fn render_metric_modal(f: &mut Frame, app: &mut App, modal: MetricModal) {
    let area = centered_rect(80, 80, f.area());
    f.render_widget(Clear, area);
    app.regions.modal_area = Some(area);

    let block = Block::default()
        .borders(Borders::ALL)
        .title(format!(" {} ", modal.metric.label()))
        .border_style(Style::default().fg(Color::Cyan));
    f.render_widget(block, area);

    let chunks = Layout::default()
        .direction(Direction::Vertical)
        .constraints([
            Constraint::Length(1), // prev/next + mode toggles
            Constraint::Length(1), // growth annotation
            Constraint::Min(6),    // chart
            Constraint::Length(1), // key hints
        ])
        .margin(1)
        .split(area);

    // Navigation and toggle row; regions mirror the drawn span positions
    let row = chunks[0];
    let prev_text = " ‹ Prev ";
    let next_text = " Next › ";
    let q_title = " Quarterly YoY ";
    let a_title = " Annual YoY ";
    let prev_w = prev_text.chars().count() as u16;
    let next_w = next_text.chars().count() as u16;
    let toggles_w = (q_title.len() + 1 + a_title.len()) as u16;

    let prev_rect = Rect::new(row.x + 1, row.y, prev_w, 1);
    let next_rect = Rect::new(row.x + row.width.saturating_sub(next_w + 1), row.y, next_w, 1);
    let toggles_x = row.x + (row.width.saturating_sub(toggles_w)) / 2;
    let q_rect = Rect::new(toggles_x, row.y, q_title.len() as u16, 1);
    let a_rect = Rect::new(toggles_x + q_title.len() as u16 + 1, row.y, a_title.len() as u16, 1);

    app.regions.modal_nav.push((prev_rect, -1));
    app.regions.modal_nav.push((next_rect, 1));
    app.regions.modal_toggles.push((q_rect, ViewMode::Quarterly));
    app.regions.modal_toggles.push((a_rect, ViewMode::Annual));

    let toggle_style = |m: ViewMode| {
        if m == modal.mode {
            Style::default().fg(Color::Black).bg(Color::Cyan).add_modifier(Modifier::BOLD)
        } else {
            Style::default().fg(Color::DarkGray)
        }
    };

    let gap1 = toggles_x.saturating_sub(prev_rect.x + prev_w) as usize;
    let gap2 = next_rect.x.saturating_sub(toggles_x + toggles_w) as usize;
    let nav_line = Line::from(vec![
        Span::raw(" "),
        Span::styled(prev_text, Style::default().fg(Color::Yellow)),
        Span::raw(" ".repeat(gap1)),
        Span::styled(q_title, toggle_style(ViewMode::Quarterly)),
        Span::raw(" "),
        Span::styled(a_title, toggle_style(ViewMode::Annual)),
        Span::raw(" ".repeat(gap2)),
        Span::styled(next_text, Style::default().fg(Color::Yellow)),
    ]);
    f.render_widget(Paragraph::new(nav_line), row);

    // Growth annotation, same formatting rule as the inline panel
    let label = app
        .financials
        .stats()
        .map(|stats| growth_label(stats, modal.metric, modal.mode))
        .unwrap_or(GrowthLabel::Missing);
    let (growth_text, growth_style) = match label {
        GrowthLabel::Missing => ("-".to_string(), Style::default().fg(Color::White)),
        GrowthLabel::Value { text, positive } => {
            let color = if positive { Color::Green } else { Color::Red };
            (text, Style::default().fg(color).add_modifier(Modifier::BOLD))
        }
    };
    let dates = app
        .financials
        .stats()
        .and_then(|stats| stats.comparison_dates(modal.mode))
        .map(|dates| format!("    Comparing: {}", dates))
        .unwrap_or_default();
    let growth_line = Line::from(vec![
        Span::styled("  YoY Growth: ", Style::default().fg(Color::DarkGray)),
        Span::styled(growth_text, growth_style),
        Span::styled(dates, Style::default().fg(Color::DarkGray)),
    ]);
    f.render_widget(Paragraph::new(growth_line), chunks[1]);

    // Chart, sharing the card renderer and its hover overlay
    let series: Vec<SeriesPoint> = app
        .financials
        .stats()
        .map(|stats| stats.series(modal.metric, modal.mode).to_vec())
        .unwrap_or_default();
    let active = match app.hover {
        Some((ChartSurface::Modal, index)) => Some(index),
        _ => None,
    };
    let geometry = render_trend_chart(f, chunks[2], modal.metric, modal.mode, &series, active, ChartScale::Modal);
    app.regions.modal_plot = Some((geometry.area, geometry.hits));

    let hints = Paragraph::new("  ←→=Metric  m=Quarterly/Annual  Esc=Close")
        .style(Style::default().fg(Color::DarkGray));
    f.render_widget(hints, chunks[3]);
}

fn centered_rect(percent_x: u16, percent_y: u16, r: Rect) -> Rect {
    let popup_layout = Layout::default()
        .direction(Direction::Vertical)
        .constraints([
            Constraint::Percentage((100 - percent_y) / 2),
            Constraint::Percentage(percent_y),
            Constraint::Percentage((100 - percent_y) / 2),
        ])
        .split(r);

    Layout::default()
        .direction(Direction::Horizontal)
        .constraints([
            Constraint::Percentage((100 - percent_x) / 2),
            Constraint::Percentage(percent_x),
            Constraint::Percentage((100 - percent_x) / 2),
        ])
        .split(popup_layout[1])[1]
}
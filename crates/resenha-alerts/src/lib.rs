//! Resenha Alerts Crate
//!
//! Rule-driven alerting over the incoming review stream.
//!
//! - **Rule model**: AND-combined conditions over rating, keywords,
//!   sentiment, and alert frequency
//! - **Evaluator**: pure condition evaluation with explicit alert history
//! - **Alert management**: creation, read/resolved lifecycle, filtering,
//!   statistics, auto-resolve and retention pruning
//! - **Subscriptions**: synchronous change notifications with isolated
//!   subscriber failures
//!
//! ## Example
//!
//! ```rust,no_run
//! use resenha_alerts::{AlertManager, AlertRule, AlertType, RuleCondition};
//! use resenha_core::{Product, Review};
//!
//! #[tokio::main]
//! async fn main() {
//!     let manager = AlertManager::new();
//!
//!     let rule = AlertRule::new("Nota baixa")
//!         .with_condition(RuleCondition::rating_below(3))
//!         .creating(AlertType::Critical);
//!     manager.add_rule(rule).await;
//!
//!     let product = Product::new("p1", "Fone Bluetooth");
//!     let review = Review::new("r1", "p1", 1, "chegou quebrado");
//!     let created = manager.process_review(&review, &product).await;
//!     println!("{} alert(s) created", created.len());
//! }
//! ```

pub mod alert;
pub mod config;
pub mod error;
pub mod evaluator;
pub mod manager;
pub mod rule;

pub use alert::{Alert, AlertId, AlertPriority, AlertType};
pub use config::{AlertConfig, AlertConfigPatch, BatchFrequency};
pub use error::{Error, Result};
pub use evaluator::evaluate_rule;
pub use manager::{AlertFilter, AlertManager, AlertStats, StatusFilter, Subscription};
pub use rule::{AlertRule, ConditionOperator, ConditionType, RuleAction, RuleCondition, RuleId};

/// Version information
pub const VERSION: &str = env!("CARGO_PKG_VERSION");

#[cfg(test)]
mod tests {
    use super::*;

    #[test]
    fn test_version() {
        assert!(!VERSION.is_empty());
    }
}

^^^^^^^^

■ PROBLEM
Transcribe the records above exactly.

■ WRITTEN RESPONSE
fn render_metric_modal(f: &mut Frame, app: &mut App, modal: MetricModal) {
    let area = centered_rect(80, 80, f.area());
    f.render_widget(Clear, area);
    app.regions.modal_area = Some(area);

    let block = Block::default()
        .borders(Borders::ALL)
        .title(format!(" {} ", modal.metric.label()))
        .border_style(Style::default().fg(Color::Cyan));
    f.render_widget(block, area);

    let chunks = Layout::default()
        .direction(Direction::Vertical)
        .constraints([
            Constraint::Length(1), // prev/next + mode toggles
            Constraint::Length(1), // growth annotation
            Constraint::Min(6),    // chart
            Constraint::Length(1), // key hints
        ])
        .margin(1)
        .split(area);

    // Navigation and toggle row; regions mirror the drawn span positions
    let row = chunks[0];
    let prev_text = " ‹ Prev ";
    let next_text = " Next › ";
    let q_title = " Quarterly YoY ";
    let a_title = " Annual YoY ";
    let prev_w = prev_text.chars().count() as u16;
    let next_w = next_text.chars().count() as u16;
    let toggles_w = (q_title.len() + 1 + a_title.len()) as u16;

    let prev_rect = Rect::new(row.x + 1, row.y, prev_w, 1);
    let next_rect = Rect::new(row.x + row.width.saturating_sub(next_w + 1), row.y, next_w, 1);
    let toggles_x = row.x + (row.width.saturating_sub(toggles_w)) / 2;
    let q_rect = Rect::new(toggles_x, row.y, q_title.len() as u16, 1);
    let a_rect = Rect::new(toggles_x + q_title.len() as u16 + 1, row.y, a_title.len() as u16, 1);

    app.regions.modal_nav.push((prev_rect, -1));
    app.regions.modal_nav.push((next_rect, 1));
    app.regions.modal_toggles.push((q_rect, ViewMode::Quarterly));
    app.regions.modal_toggles.push((a_rect, ViewMode::Annual));

    let toggle_style = |m: ViewMode| {
        if m == modal.mode {
            Style::default().fg(Color::Black).bg(Color::Cyan).add_modifier(Modifier::BOLD)
        } else {
            Style::default().fg(Color::DarkGray)
        }
    };

    let gap1 = toggles_x.saturating_sub(prev_rect.x + prev_w) as usize;
    let gap2 = next_rect.x.saturating_sub(toggles_x + toggles_w) as usize;
    let nav_line = Line::from(vec![
        Span::raw(" "),
        Span::styled(prev_text, Style::default().fg(Color::Yellow)),
        Span::raw(" ".repeat(gap1)),
        Span::styled(q_title, toggle_style(ViewMode::Quarterly)),
        Span::raw(" "),
        Span::styled(a_title, toggle_style(ViewMode::Annual)),
        Span::raw(" ".repeat(gap2)),
        Span::styled(next_text, Style::default().fg(Color::Yellow)),
    ]);
    f.render_widget(Paragraph::new(nav_line), row);

    // Growth annotation, same formatting rule as the inline panel
    let label = app
        .financials
        .stats()
        .map(|stats| growth_label(stats, modal.metric, modal.mode))
        .unwrap_or(GrowthLabel::Missing);
    let (growth_text, growth_style) = match label {
        GrowthLabel::Missing => ("-".to_string(), Style::default().fg(Color::White)),
        GrowthLabel::Value { text, positive } => {
            let color = if positive { Color::Green } else { Color::Red };
            (text, Style::default().fg(color).add_modifier(Modifier::BOLD))
        }
    };
    let dates = app
        .financials
        .stats()
        .and_then(|stats| stats.comparison_dates(modal.mode))
        .map(|dates| format!("    Comparing: {}", dates))
        .unwrap_or_default();
    let growth_line = Line::from(vec![
        Span::styled("  YoY Growth: ", Style::default().fg(Color::DarkGray)),
        Span::styled(growth_text, growth_style),
        Span::styled(dates, Style::default().fg(Color::DarkGray)),
    ]);
    f.render_widget(Paragraph::new(growth_line), chunks[1]);

    // Chart, sharing the card renderer and its hover overlay
    let series: Vec<SeriesPoint> = app
        .financials
        .stats()
        .map(|stats| stats.series(modal.metric, modal.mode).to_vec())
        .unwrap_or_default();
    let active = match app.hover {
        Some((ChartSurface::Modal, index)) => Some(index),
        _ => None,
    };
    let geometry = render_trend_chart(f, chunks[2], modal.metric, modal.mode, &series, active, ChartScale::Modal);
    app.regions.modal_plot = Some((geometry.area, geometry.hits));

    let hints = Paragraph::new("  ←→=Metric  m=Quarterly/Annual  Esc=Close")
        .style(Style::default().fg(Color::DarkGray));
    f.render_widget(hints, chunks[3]);
}

fn centered_rect(percent_x: u16, percent_y: u16, r: Rect) -> Rect {
    let popup_layout = Layout::default()
        .direction(Direction::Vertical)
        .constraints([
            Constraint::Percentage((100 - percent_y) / 2),
            Constraint::Percentage(percent_y),
            Constraint::Percentage((100 - percent_y) / 2),
        ])
        .split(r);

    Layout::default()
        .direction(Direction::Horizontal)
        .constraints([
            Constraint::Percentage((100 - percent_x) / 2),
            Constraint::Percentage(percent_x),
            Constraint::Percentage((100 - percent_x) / 2),
        ])
        .split(popup_layout[1])[1]
}
filename crates/resenha-alerts/src/lib.rs
//! Resenha Alerts Crate
//!
//! Rule-driven alerting over the incoming review stream.
//!
//! - **Rule model**: AND-combined conditions over rating, keywords,
//!   sentiment, and alert frequency
//! - **Evaluator**: pure condition evaluation with explicit alert history
//! - **Alert management**: creation, read/resolved lifecycle, filtering,
//!   statistics, auto-resolve and retention pruning
//! - **Subscriptions**: synchronous change notifications with isolated
//!   subscriber failures
//!
//! ## Example
//!
//! ```rust,no_run
//! use resenha_alerts::{AlertManager, AlertRule, AlertType, RuleCondition};
//! use resenha_core::{Product, Review};
//!
//! #[tokio::main]
//! async fn main() {
//!     let manager = AlertManager::new();
//!
//!     let rule = AlertRule::new("Nota baixa")
//!         .with_condition(RuleCondition::rating_below(3))
//!         .creating(AlertType::Critical);
//!     manager.add_rule(rule).await;
//!
//!     let product = Product::new("p1", "Fone Bluetooth");
//!     let review = Review::new("r1", "p1", 1, "chegou quebrado");
//!     let created = manager.process_review(&review, &product).await;
//!     println!("{} alert(s) created", created.len());
//! }
//! ```

pub mod alert;
pub mod config;
pub mod error;
pub mod evaluator;
pub mod manager;
pub mod rule;

pub use alert::{Alert, AlertId, AlertPriority, AlertType};
pub use config::{AlertConfig, AlertConfigPatch, BatchFrequency};
pub use error::{Error, Result};
pub use evaluator::evaluate_rule;
pub use manager::{AlertFilter, AlertManager, AlertStats, StatusFilter, Subscription};
pub use rule::{AlertRule, ConditionOperator, ConditionType, RuleAction, RuleCondition, RuleId};

/// Version information
pub const VERSION: &str = env!("CARGO_PKG_VERSION");

#[cfg(test)]
mod tests {
    use super::*;

    #[test]
    fn test_version() {
        assert!(!VERSION.is_empty());
    }
}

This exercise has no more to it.